その孤独ともともと向き合える元来強さを兼ね備えた子供なら全く問題がないわけですが、人ってそんなに強くない。

仲間が頑張っているから自分も頑張る。

人とかかわり大切なことに気づき自分も頑張れるかどうか模索し一歩を踏み出す。

 

音楽も同じことで音楽の技術練習だけしていてもそう向上するわけではない。

 

清掃活動を通じ感謝や奉仕の気持ち、気づきを学ぶ。

トレーニングを通じ健康や体力の向上を図りつつ未知なる自分と向き合う。運動の苦手な生徒が多くいる音楽部としてはみんなで大きな声を出して運動をするということは奇想天外な発想かもしれない。

 

楽器を吹くという意味で呼吸練習は欠かせない、腹式呼吸の習得は日々の繰り返しによるもので簡単に身につくものではない。

その呼吸をイメージし発声練習も欠かせない。

楽器とは別と思われがちだが声を出すということこそがポイントである。

よく吹奏楽の指導者はであれば歌っていれば楽器にリンクすると勘違いが起こるがそうではない。しっかりとソルフェージュを意識し正しく本気で発声練習に向き合うことである。

そして、ハーモニックスを感じそして学びに近づける。

そしてようやく楽器を吹くという所作に入る。実に気が遠い作業である。楽器が吹けるようになってきたからといっていい音楽、評価される音楽、心が動く音楽と直結しているわけでもない。

ここが悩ましい。

 

前段が長くなったが

 

昨日コンクールA部門に参加してきました。

今年の三年生は14名過去一番少ない学年で、トランペット、フルート、ホルンが不在で、クラリネットも一名と相当偏った編成でした。

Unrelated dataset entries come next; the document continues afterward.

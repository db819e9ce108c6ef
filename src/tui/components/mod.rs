//! # TUI Components
//!
//! One file per screen (or shared widget), each self-contained: state
//! types, event types, rendering and tests live together.
//!
//! ## Component Architecture
//!
//! Two patterns, mirroring how much state a screen needs:
//!
//! ### Stateless Components (Props-Based Rendering)
//!
//! Plain `render_*` functions that receive all data as parameters:
//! - `title_bar`: breadcrumb trail and status line
//! - `dashboard`: stat cards and navigation shortcuts
//! - `jobs` / `companies` / `students` / `interviews` / `documents`:
//!   roster listings and their detail views
//! - `analytics`: rendered `UserReport`
//! - `help`: static key reference
//!
//! ### Stateful Components (Event-Driven)
//!
//! Persistent `*State` structs that live in `TuiState` across frames,
//! plus a transient wrapper created per frame with borrowed state:
//! - `user_admin`: search text, filter cycles, delete confirmation
//! - `profile_form`: field focus and draft under edit
//!
//! Stateful components never mutate `App` directly. They emit events
//! (`UserAdminEvent`, `FormEvent`) which the event loop converts into
//! core actions, so every mutation flows through `update()`.
//!
//! ### Props-Based Data Flow
//!
//! Components receive external data as parameters, not by reaching into
//! global state. Dependencies stay explicit and every screen renders
//! under `TestBackend` without a running terminal.

pub mod analytics;
pub mod companies;
pub mod dashboard;
pub mod documents;
pub mod help;
pub mod interviews;
pub mod jobs;
pub mod profile_form;
pub mod roster;
pub mod students;
pub mod title_bar;
pub mod user_admin;

pub use dashboard::Dashboard;
pub use profile_form::{FormEvent, ProfileForm, ProfileFormState};
pub use roster::ListNav;
pub use title_bar::TitleBar;
pub use user_admin::{UserAdmin, UserAdminEvent, UserAdminState};
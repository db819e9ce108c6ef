//! Interview schedule listing.

use ratatui::Frame;
use ratatui::layout::Rect;
use ratatui::text::Line;

use crate::data::{InterviewSlot, JobPosting, StudentProfile};
use crate::tui::components::roster::{ListNav, cell, render_roster};

pub fn render_interview_schedule(
    frame: &mut Frame,
    area: Rect,
    interviews: &[InterviewSlot],
    jobs: &[JobPosting],
    students: &[StudentProfile],
    nav: &mut ListNav,
) {
    let rows: Vec<Line> = interviews
        .iter()
        .map(|slot| {
            let job = jobs
                .iter()
                .find(|j| j.id == slot.job_id)
                .map(|j| j.title.as_str())
                .unwrap_or("—");
            let student = students
                .iter()
                .find(|s| s.id == slot.student_id)
                .map(|s| s.name.as_str())
                .unwrap_or("—");
            let confirmed = if slot.confirmed { "confirmed" } else { "tentative" };
            Line::from(format!(
                "{} {} {} {} {} {}",
                cell(&slot.scheduled_at.format("%b %d %H:%M").to_string(), 14),
                cell(student, 18),
                cell(job, 24),
                cell(&slot.round, 12),
                cell(slot.mode.label(), 10),
                cell(confirmed, 10),
            ))
        })
        .collect();

    render_roster(
        frame,
        area,
        "Interview Schedule",
        " ↑↓ Select  Esc Back ",
        "Nothing scheduled.",
        rows,
        nav,
    );
}
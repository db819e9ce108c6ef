//! Company directory listing and company detail view.

use ratatui::Frame;
use ratatui::layout::Rect;
use ratatui::style::{Color, Style};
use ratatui::text::Line;
use ratatui::widgets::{Block, Borders, Padding, Paragraph, Wrap};

use crate::data::{Company, JobPosting, JobStatus};
use crate::tui::components::roster::{ListNav, cell, render_roster};

pub fn render_company_directory(
    frame: &mut Frame,
    area: Rect,
    companies: &[Company],
    nav: &mut ListNav,
) {
    let rows: Vec<Line> = companies
        .iter()
        .map(|c| {
            Line::from(format!(
                "{} {} {} {}",
                cell(&c.name, 24),
                cell(&c.industry, 14),
                cell(&c.tier, 8),
                cell(&format!("{} open roles", c.open_roles), 14),
            ))
        })
        .collect();

    render_roster(
        frame,
        area,
        "Companies",
        " ↑↓ Select  Enter Open  Esc Back ",
        "No partner companies on record.",
        rows,
        nav,
    );
}

pub fn render_company_detail(
    frame: &mut Frame,
    area: Rect,
    company: Option<&Company>,
    jobs: &[JobPosting],
) {
    let block = Block::default()
        .borders(Borders::ALL)
        .border_style(Style::default().fg(Color::DarkGray))
        .title(" Company ")
        .padding(Padding::horizontal(1));

    let Some(company) = company else {
        let missing = Paragraph::new("This company no longer exists.")
            .style(Style::default().fg(Color::DarkGray))
            .block(block);
        frame.render_widget(missing, area);
        return;
    };

    let mut lines = vec![
        Line::from(company.name.clone()).style(Style::default().fg(Color::White)),
        Line::from(""),
        Line::from(format!("Industry       {}", company.industry)),
        Line::from(format!("Tier           {}", company.tier)),
        Line::from(format!("Campus visits  {}", company.campus_visits)),
        Line::from(format!("Contact        {}", company.contact)),
        Line::from(""),
        Line::from("Active postings:").style(Style::default().fg(Color::Cyan)),
    ];
    let mut any = false;
    for job in jobs
        .iter()
        .filter(|j| j.company_id == company.id && j.status == JobStatus::Open)
    {
        any = true;
        lines.push(Line::from(format!("  • {} ({})", job.title, job.location)));
    }
    if !any {
        lines.push(Line::from("  none").style(Style::default().fg(Color::DarkGray)));
    }

    let detail = Paragraph::new(lines).wrap(Wrap { trim: true }).block(block);
    frame.render_widget(detail, area);
}

#[cfg(test)]
mod tests {
    use super::*;
    use crate::data::{seed_companies, seed_jobs};
    use ratatui::Terminal;
    use ratatui::backend::TestBackend;

    #[test]
    fn test_company_detail_lists_open_postings_only() {
        let companies = seed_companies();
        let jobs = seed_jobs();
        let backend = TestBackend::new(90, 20);
        let mut terminal = Terminal::new(backend).unwrap();
        terminal
            .draw(|f| render_company_detail(f, f.area(), companies.first(), &jobs))
            .unwrap();
        let text: String = terminal
            .backend()
            .buffer()
            .content()
            .iter()
            .map(|c| c.symbol())
            .collect();
        assert!(text.contains("Qubit Labs"));
        assert!(text.contains("Backend Engineer Intern"));
        // Job 4 is closed and belongs to another company anyway
        assert!(!text.contains("Embedded Systems"));
    }
}
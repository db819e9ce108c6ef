use ratatui::Frame;
use ratatui::layout::Rect;

/// A reusable UI component.
///
/// Components follow a props pattern:
/// - They receive data via props (struct fields).
/// - They may hold internal state (via `&mut State` fields).
/// - They render to a `Frame` within a given `Rect`.
///
/// # Mutability
///
/// The `render` method takes `&mut self` so components can update
/// presentation state (e.g. list offsets) during the render pass. This
/// aligns with Ratatui's `StatefulWidget` pattern.
pub trait Component {
    /// Render the component into the given area.
    fn render(&mut self, frame: &mut Frame, area: Rect);
}

/// A component that handles terminal events.
pub trait EventHandler {
    /// The type of high-level event this component emits.
    type Event;

    /// Handle a low-level `TuiEvent` and optionally return a high-level event.
    fn handle_event(&mut self, event: &super::event::TuiEvent) -> Option<Self::Event>;
}
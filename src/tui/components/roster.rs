//! # Roster List Helpers
//!
//! Shared selection state and table rendering for the listing pages
//! (jobs, companies, students, interviews, documents). Each page builds
//! its own rows; the selection handling and the bordered-list chrome are
//! identical everywhere, so they live here.

use ratatui::Frame;
use ratatui::layout::{Alignment, Rect};
use ratatui::style::{Color, Modifier, Style};
use ratatui::text::Line;
use ratatui::widgets::{Block, Borders, List, ListItem, ListState, Padding, Paragraph};
use unicode_width::UnicodeWidthStr;

use crate::tui::event::TuiEvent;

/// Persistent selection state for one listing page.
pub struct ListNav {
    pub selected: usize,
    pub list_state: ListState,
}

impl ListNav {
    pub fn new() -> Self {
        Self {
            selected: 0,
            list_state: ListState::default(),
        }
    }

    /// Keep the selection inside a list of `len` rows. Called every
    /// frame because deletes can shrink the list under the cursor.
    pub fn clamp(&mut self, len: usize) {
        if len == 0 {
            self.selected = 0;
            self.list_state.select(None);
        } else {
            self.selected = self.selected.min(len - 1);
            self.list_state.select(Some(self.selected));
        }
    }

    /// Move the selection for Up/Down events. Returns true if the event
    /// was consumed.
    pub fn handle_event(&mut self, event: &TuiEvent, len: usize) -> bool {
        match event {
            TuiEvent::CursorUp => {
                if len > 0 {
                    self.selected = self.selected.saturating_sub(1);
                    self.list_state.select(Some(self.selected));
                }
                true
            }
            TuiEvent::CursorDown => {
                if len > 0 {
                    self.selected = (self.selected + 1).min(len - 1);
                    self.list_state.select(Some(self.selected));
                }
                true
            }
            _ => false,
        }
    }
}

impl Default for ListNav {
    fn default() -> Self {
        Self::new()
    }
}

/// Render a bordered, selectable list of pre-built rows with a bottom
/// help line. The empty message shows when there are no rows.
pub fn render_roster(
    frame: &mut Frame,
    area: Rect,
    title: &str,
    help: &str,
    empty_message: &str,
    rows: Vec<Line<'_>>,
    nav: &mut ListNav,
) {
    let block = Block::default()
        .borders(Borders::ALL)
        .border_style(Style::default().fg(Color::DarkGray))
        .title(format!(" {title} "))
        .title_alignment(Alignment::Left)
        .title_bottom(Line::from(help.to_string()).centered())
        .padding(Padding::horizontal(1));

    if rows.is_empty() {
        let empty = Paragraph::new(empty_message.to_string())
            .style(Style::default().fg(Color::DarkGray))
            .alignment(Alignment::Center)
            .block(block);
        frame.render_widget(empty, area);
        return;
    }

    nav.clamp(rows.len());
    let items: Vec<ListItem> = rows
        .into_iter()
        .enumerate()
        .map(|(i, line)| {
            let style = if Some(i) == nav.list_state.selected() {
                Style::default()
                    .fg(Color::White)
                    .add_modifier(Modifier::BOLD | Modifier::REVERSED)
            } else {
                Style::default().fg(Color::Gray)
            };
            ListItem::new(line.style(style))
        })
        .collect();

    let list = List::new(items).block(block);
    frame.render_stateful_widget(list, area, &mut nav.list_state);
}

/// Pad or truncate a cell to an exact display width.
pub fn cell(text: &str, width: usize) -> String {
    let truncated = truncate_str(text, width);
    let pad = width.saturating_sub(truncated.width());
    format!("{truncated}{}", " ".repeat(pad))
}

/// Truncate a string to fit within `max_width` columns, adding "..." if
/// needed.
pub fn truncate_str(s: &str, max_width: usize) -> String {
    if s.width() <= max_width {
        return s.to_string();
    }
    if max_width <= 3 {
        return ".".repeat(max_width);
    }
    let mut out = String::new();
    for ch in s.chars() {
        let candidate_width = out.width() + ch.to_string().width();
        if candidate_width > max_width - 3 {
            break;
        }
        out.push(ch);
    }
    format!("{out}...")
}
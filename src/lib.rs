//! Placeboard library exports for testing

pub mod core;
pub mod data;
pub mod tui;

pub use crate::core::directory::Role;
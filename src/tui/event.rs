use crossterm::event::{self, Event, KeyCode, KeyModifiers};

/// TUI-specific input events.
///
/// Translation is deliberately dumb: printable characters always come
/// through as `InputChar`, and the event loop decides whether a given
/// character is a page shortcut or text for the focused input, based on
/// the page currently showing.
#[derive(Debug, Clone, PartialEq, Eq)]
pub enum TuiEvent {
    /// Ctrl+C. Quits regardless of what is focused.
    ForceQuit,
    /// Esc. Steps back through the page stack.
    Escape,
    /// Enter.
    Submit,
    InputChar(char),
    Backspace,
    CursorUp,
    CursorDown,
    CursorLeft,
    CursorRight,
    /// Tab. Next form field / next filter.
    NextField,
    /// Shift+Tab.
    PrevField,
    /// Ctrl+S. Cycles the selected user's status.
    CycleStatus,
    /// Ctrl+D. Deletes the selected user (press twice to confirm).
    DeleteEntry,
    Resize,
}

/// Poll for an event with the given timeout.
pub fn poll_event_timeout(timeout: std::time::Duration) -> Option<TuiEvent> {
    if event::poll(timeout).unwrap_or(false) {
        match event::read() {
            Ok(Event::Key(key_event)) => {
                log::debug!(
                    "Key event: {:?} with modifiers {:?}",
                    key_event.code,
                    key_event.modifiers
                );
                match (key_event.modifiers, key_event.code) {
                    (KeyModifiers::CONTROL, KeyCode::Char('c')) => Some(TuiEvent::ForceQuit),
                    (KeyModifiers::CONTROL, KeyCode::Char('s')) => Some(TuiEvent::CycleStatus),
                    (KeyModifiers::CONTROL, KeyCode::Char('d')) => Some(TuiEvent::DeleteEntry),
                    (_, KeyCode::Char(c)) => Some(TuiEvent::InputChar(c)),
                    (_, KeyCode::Backspace) => Some(TuiEvent::Backspace),
                    (_, KeyCode::Enter) => Some(TuiEvent::Submit),
                    (_, KeyCode::Esc) => Some(TuiEvent::Escape),
                    (_, KeyCode::Up) => Some(TuiEvent::CursorUp),
                    (_, KeyCode::Down) => Some(TuiEvent::CursorDown),
                    (_, KeyCode::Left) => Some(TuiEvent::CursorLeft),
                    (_, KeyCode::Right) => Some(TuiEvent::CursorRight),
                    (_, KeyCode::Tab) => Some(TuiEvent::NextField),
                    (_, KeyCode::BackTab) => Some(TuiEvent::PrevField),
                    _ => None,
                }
            }
            Ok(Event::Resize(_, _)) => Some(TuiEvent::Resize),
            _ => None,
        }
    } else {
        None
    }
}

/// Poll for an event without blocking (returns immediately).
pub fn poll_event_immediate() -> Option<TuiEvent> {
    poll_event_timeout(std::time::Duration::ZERO)
}
//! # User Directory Component
//!
//! The admin/operations screen over the user directory: live search,
//! role/status filter cycling, status updates and two-press delete.
//!
//! Follows the persistent state + transient wrapper pattern:
//! - `UserAdminState` lives in `TuiState`
//! - `UserAdmin` is created each frame with borrowed state
//!
//! The component never touches `App.users` itself. It emits
//! `UserAdminEvent`s; the event loop turns those into core actions so
//! every mutation still flows through `update()`.

use ratatui::Frame;
use ratatui::layout::{Alignment, Constraint, Layout, Rect};
use ratatui::style::{Color, Style};
use ratatui::text::{Line, Span};
use ratatui::widgets::{Block, Borders, Padding, Paragraph};

use crate::core::directory::{Role, UserRecord, UserStatus};
use crate::tui::component::Component;
use crate::tui::components::roster::{ListNav, cell, render_roster};
use crate::tui::event::TuiEvent;

/// Persistent state for the user directory screen.
pub struct UserAdminState {
    pub search: String,
    pub role_filter: Option<Role>,
    pub status_filter: Option<UserStatus>,
    pub confirm_delete: bool,
    pub nav: ListNav,
}

impl UserAdminState {
    pub fn new() -> Self {
        Self {
            search: String::new(),
            role_filter: None,
            status_filter: None,
            confirm_delete: false,
            nav: ListNav::new(),
        }
    }

    /// Handle a key event against the currently visible (filtered) rows,
    /// returning a UserAdminEvent if the screen should act.
    pub fn handle_event(
        &mut self,
        event: &TuiEvent,
        visible: &[UserRecord],
    ) -> Option<UserAdminEvent> {
        // Reset delete confirmation on any key that isn't the delete key
        if !matches!(event, TuiEvent::DeleteEntry) {
            self.confirm_delete = false;
        }

        match event {
            TuiEvent::InputChar(c) => {
                self.search.push(*c);
                self.nav.selected = 0;
                None
            }
            TuiEvent::Backspace => {
                self.search.pop();
                None
            }
            TuiEvent::CursorUp | TuiEvent::CursorDown => {
                self.nav.handle_event(event, visible.len());
                None
            }
            TuiEvent::CursorLeft => {
                self.role_filter = cycle_role(self.role_filter, false);
                self.nav.selected = 0;
                None
            }
            TuiEvent::CursorRight => {
                self.role_filter = cycle_role(self.role_filter, true);
                self.nav.selected = 0;
                None
            }
            TuiEvent::NextField => {
                self.status_filter = cycle_status(self.status_filter, true);
                self.nav.selected = 0;
                None
            }
            TuiEvent::PrevField => {
                self.status_filter = cycle_status(self.status_filter, false);
                self.nav.selected = 0;
                None
            }
            TuiEvent::CycleStatus => visible.get(self.nav.selected).map(|u| {
                UserAdminEvent::SetStatus {
                    id: u.id,
                    status: u.status.next(),
                }
            }),
            TuiEvent::DeleteEntry => {
                let user = visible.get(self.nav.selected)?;
                if self.confirm_delete {
                    self.confirm_delete = false;
                    Some(UserAdminEvent::Delete { id: user.id })
                } else {
                    self.confirm_delete = true;
                    None
                }
            }
            _ => None,
        }
    }
}

impl Default for UserAdminState {
    fn default() -> Self {
        Self::new()
    }
}

/// Events emitted by the user directory screen.
#[derive(Debug, Clone, PartialEq, Eq)]
pub enum UserAdminEvent {
    SetStatus { id: u32, status: UserStatus },
    Delete { id: u32 },
}

/// Advance (or rewind) the role filter, passing through "all" (None).
fn cycle_role(current: Option<Role>, forward: bool) -> Option<Role> {
    let mut order: Vec<Option<Role>> = vec![None];
    order.extend(Role::ALL.into_iter().map(Some));
    let pos = order.iter().position(|r| *r == current).unwrap_or(0);
    let next = if forward {
        (pos + 1) % order.len()
    } else {
        (pos + order.len() - 1) % order.len()
    };
    order[next]
}

/// Advance (or rewind) the status filter, passing through "all" (None).
fn cycle_status(current: Option<UserStatus>, forward: bool) -> Option<UserStatus> {
    let mut order: Vec<Option<UserStatus>> = vec![None];
    order.extend(UserStatus::ALL.into_iter().map(Some));
    let pos = order.iter().position(|s| *s == current).unwrap_or(0);
    let next = if forward {
        (pos + 1) % order.len()
    } else {
        (pos + order.len() - 1) % order.len()
    };
    order[next]
}

/// Transient render wrapper for the user directory screen.
pub struct UserAdmin<'a> {
    state: &'a mut UserAdminState,
    visible: &'a [UserRecord],
    total: usize,
}

impl<'a> UserAdmin<'a> {
    pub fn new(state: &'a mut UserAdminState, visible: &'a [UserRecord], total: usize) -> Self {
        Self {
            state,
            visible,
            total,
        }
    }
}

impl Component for UserAdmin<'_> {
    fn render(&mut self, frame: &mut Frame, area: Rect) {
        use Constraint::{Length, Min};
        let [filter_area, list_area] = Layout::vertical([Length(3), Min(0)]).areas(area);

        // Filter bar
        let role_label = self
            .state
            .role_filter
            .map(|r| r.label())
            .unwrap_or("all");
        let status_label = self
            .state
            .status_filter
            .map(|s| s.label())
            .unwrap_or("all");
        let filter_line = Line::from(vec![
            Span::raw("Search: "),
            Span::styled(
                format!("{}_", self.state.search),
                Style::default().fg(Color::White),
            ),
            Span::raw("   Role ‹"),
            Span::styled(role_label, Style::default().fg(Color::Cyan)),
            Span::raw("›   Status ‹"),
            Span::styled(status_label, Style::default().fg(Color::Cyan)),
            Span::raw(format!("›   {}/{} shown", self.visible.len(), self.total)),
        ]);
        let filter_bar = Paragraph::new(filter_line)
            .block(
                Block::default()
                    .borders(Borders::ALL)
                    .border_style(Style::default().fg(Color::DarkGray))
                    .title(" User Directory ")
                    .title_alignment(Alignment::Left)
                    .padding(Padding::horizontal(1)),
            );
        frame.render_widget(filter_bar, filter_area);

        // Row list
        let help = if self.state.confirm_delete {
            " Press Ctrl+D again to confirm delete "
        } else {
            " Type to search  ←→ Role  Tab Status  Ctrl+S Cycle status  Ctrl+D Delete  Esc Back "
        };
        let rows: Vec<Line> = self
            .visible
            .iter()
            .map(|u| {
                let status_span = Span::styled(
                    cell(u.status.label(), 10),
                    Style::default().fg(status_color(u.status)),
                );
                Line::from(vec![
                    Span::raw(cell(&format!("#{}", u.id), 5)),
                    Span::raw(cell(&u.name, 22)),
                    Span::raw(cell(&u.email, 26)),
                    Span::raw(cell(u.role.label(), 12)),
                    status_span,
                    Span::raw(format!("{:>3}%", u.profile_completed)),
                ])
            })
            .collect();

        render_roster(
            frame,
            list_area,
            "Users",
            help,
            "No users match the current filters.",
            rows,
            &mut self.state.nav,
        );
    }
}

fn status_color(status: UserStatus) -> Color {
    match status {
        UserStatus::Active => Color::Green,
        UserStatus::Inactive => Color::DarkGray,
        UserStatus::Suspended => Color::Red,
        UserStatus::Pending => Color::Yellow,
    }
}

#[cfg(test)]
mod tests {
    use super::*;
    use crate::core::directory::filter_users;
    use crate::data::seed_users;
    use ratatui::Terminal;
    use ratatui::backend::TestBackend;

    #[test]
    fn test_typing_builds_the_search_string() {
        let mut state = UserAdminState::new();
        let users = seed_users();
        state.handle_event(&TuiEvent::InputChar('a'), &users);
        state.handle_event(&TuiEvent::InputChar('b'), &users);
        state.handle_event(&TuiEvent::Backspace, &users);
        assert_eq!(state.search, "a");
    }

    #[test]
    fn test_role_filter_cycles_through_all() {
        let mut f = None;
        f = cycle_role(f, true);
        assert_eq!(f, Some(Role::Student));
        // A full loop is the five roles plus the "all" slot
        for _ in 0..Role::ALL.len() + 1 {
            f = cycle_role(f, true);
        }
        assert_eq!(f, Some(Role::Student));
        assert_eq!(cycle_role(None, false), Some(Role::Admin));
    }

    #[test]
    fn test_status_cycle_emits_event_for_selected_user() {
        let mut state = UserAdminState::new();
        let users = seed_users();
        let event = state.handle_event(&TuiEvent::CycleStatus, &users);
        assert_eq!(
            event,
            Some(UserAdminEvent::SetStatus {
                id: users[0].id,
                status: users[0].status.next(),
            })
        );
    }

    #[test]
    fn test_delete_requires_two_presses() {
        let mut state = UserAdminState::new();
        let users = seed_users();
        assert_eq!(state.handle_event(&TuiEvent::DeleteEntry, &users), None);
        assert!(state.confirm_delete);
        assert_eq!(
            state.handle_event(&TuiEvent::DeleteEntry, &users),
            Some(UserAdminEvent::Delete { id: users[0].id })
        );
    }

    #[test]
    fn test_any_other_key_cancels_delete_confirmation() {
        let mut state = UserAdminState::new();
        let users = seed_users();
        state.handle_event(&TuiEvent::DeleteEntry, &users);
        state.handle_event(&TuiEvent::CursorDown, &users);
        assert!(!state.confirm_delete);
    }

    #[test]
    fn test_delete_on_empty_list_is_ignored() {
        let mut state = UserAdminState::new();
        assert_eq!(state.handle_event(&TuiEvent::DeleteEntry, &[]), None);
        assert!(!state.confirm_delete);
    }

    #[test]
    fn test_render_shows_filtered_rows() {
        let mut state = UserAdminState::new();
        state.search = "meera".to_string();
        let users = seed_users();
        let visible = filter_users(&users, &state.search, state.role_filter, state.status_filter);

        let backend = TestBackend::new(110, 20);
        let mut terminal = Terminal::new(backend).unwrap();
        terminal
            .draw(|f| UserAdmin::new(&mut state, &visible, users.len()).render(f, f.area()))
            .unwrap();
        let text: String = terminal
            .backend()
            .buffer()
            .content()
            .iter()
            .map(|c| c.symbol())
            .collect();
        assert!(text.contains("meera_"));
        assert!(text.contains("Meera Iyer"));
        assert!(!text.contains("Aarav Sharma"));
        assert!(text.contains("1/10 shown"));
    }
}
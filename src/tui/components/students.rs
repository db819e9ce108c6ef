//! Student directory, student detail and the resume builder view.

use ratatui::Frame;
use ratatui::layout::Rect;
use ratatui::style::{Color, Style};
use ratatui::text::Line;
use ratatui::widgets::{Block, Borders, Padding, Paragraph, Wrap};

use crate::data::{PlacementStatus, StudentProfile};
use crate::tui::components::roster::{ListNav, cell, render_roster};

pub fn render_student_directory(
    frame: &mut Frame,
    area: Rect,
    students: &[StudentProfile],
    nav: &mut ListNav,
) {
    let rows: Vec<Line> = students
        .iter()
        .map(|s| {
            Line::from(format!(
                "{} {} {} {}",
                cell(&s.name, 22),
                cell(&s.branch, 18),
                cell(&format!("CGPA {:.1}", s.cgpa), 10),
                cell(s.placement_status.label(), 12),
            ))
        })
        .collect();

    render_roster(
        frame,
        area,
        "Students",
        " ↑↓ Select  Enter Open  Esc Back ",
        "No student profiles on record.",
        rows,
        nav,
    );
}

fn placement_color(status: PlacementStatus) -> Color {
    match status {
        PlacementStatus::Placed => Color::Green,
        PlacementStatus::Shortlisted => Color::Yellow,
        PlacementStatus::Unplaced => Color::Gray,
    }
}

pub fn render_student_detail(frame: &mut Frame, area: Rect, student: Option<&StudentProfile>) {
    let block = Block::default()
        .borders(Borders::ALL)
        .border_style(Style::default().fg(Color::DarkGray))
        .title(" Student ")
        .padding(Padding::horizontal(1));

    let Some(student) = student else {
        let missing = Paragraph::new("This student profile no longer exists.")
            .style(Style::default().fg(Color::DarkGray))
            .block(block);
        frame.render_widget(missing, area);
        return;
    };

    let lines = vec![
        Line::from(student.name.clone()).style(Style::default().fg(Color::White)),
        Line::from(""),
        Line::from(format!("Branch        {}", student.branch)),
        Line::from(format!("CGPA          {:.1}", student.cgpa)),
        Line::from(format!("Skills        {}", student.skills.join(", "))),
        Line::from(format!("Resume score  {}/100", student.resume_score)),
        Line::from(""),
        Line::from(format!("Placement: {}", student.placement_status.label()))
            .style(Style::default().fg(placement_color(student.placement_status))),
    ];

    let detail = Paragraph::new(lines).wrap(Wrap { trim: true }).block(block);
    frame.render_widget(detail, area);
}

/// Resume builder: section checklist plus a score gauge for the first
/// seeded student (the "logged in" one under mock data).
pub fn render_resume_builder(frame: &mut Frame, area: Rect, student: Option<&StudentProfile>) {
    let block = Block::default()
        .borders(Borders::ALL)
        .border_style(Style::default().fg(Color::DarkGray))
        .title(" Resume Builder ")
        .padding(Padding::horizontal(1));

    let Some(student) = student else {
        let missing = Paragraph::new("No student profile to build a resume from.")
            .style(Style::default().fg(Color::DarkGray))
            .block(block);
        frame.render_widget(missing, area);
        return;
    };

    let score = student.resume_score.min(100) as usize;
    let filled = score / 5; // 20-cell gauge
    let gauge = format!("[{}{}] {}/100", "█".repeat(filled), "░".repeat(20 - filled), score);

    let section = |label: &str, done: bool| {
        let mark = if done { "[x]" } else { "[ ]" };
        Line::from(format!("  {mark} {label}"))
    };

    let lines = vec![
        Line::from(format!("Resume — {}", student.name))
            .style(Style::default().fg(Color::White)),
        Line::from(""),
        section("Education", true),
        section("Skills", !student.skills.is_empty()),
        section("Projects", score >= 60),
        section("Internships", score >= 75),
        section("Achievements", score >= 90),
        Line::from(""),
        Line::from(gauge).style(Style::default().fg(Color::Cyan)),
        Line::from(""),
        Line::from("Complete the unchecked sections to raise your score.")
            .style(Style::default().fg(Color::DarkGray)),
    ];

    let builder = Paragraph::new(lines).wrap(Wrap { trim: true }).block(block);
    frame.render_widget(builder, area);
}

スーパースター的存在がいるわけでもなく新生チームには期待と不安は常に入り混じっていました。

 

昨日のステージを終えた後、私はまったく後悔のない演奏に思え、これで評価されなくても三年生には『いい演奏だった。後悔はないね』という言葉を準備していた。

コンクールは他との比較表になるのでこれは仕方がないと割り切るしかないと思っていた。

 

頑張った分だけ銅賞は脱却させてやりたいという思いだけが私を苦しめていた。

 

結果は三年ぶりの金賞。

 

勿論金賞という色も素晴らしいのだが、なによりも44名全員での参加で一丸になっての活動を展開したことに代えがたい価値があるように思える。

 

金賞にはたまたまということはありません。

生徒がみんな頑張った結晶だと思います。特に三年生が自らの弱さを知り、音楽以上に部活動とは何なのかを真剣に考え、自らが成長するしかほかないと結論を出し、少なくて非力な三年生が部員が一つになることしかないとしっかり見つめた結果なのだと思います。

 

昨年、一昨年も価値のある色だと思っています。

 

色の違いです。

 

後悔しない活動ができるかどうかそこに視点を置いて細々とこれからも取り組んでいきたいと思います。

来年また一番下の色をもらうかもしれません。

そうならないような活動を展開させるのは音楽だけではなく人の成長こそが不可欠だと思っています。

 

13日の本選会に出場できるかどうかはまだわかりませんが、もう一度ステージに立たせてあげたいと思います。

部員たちにねぎらいの声をかけてあげてください。

 

心から感謝を込めて。皆さんありがとうございました。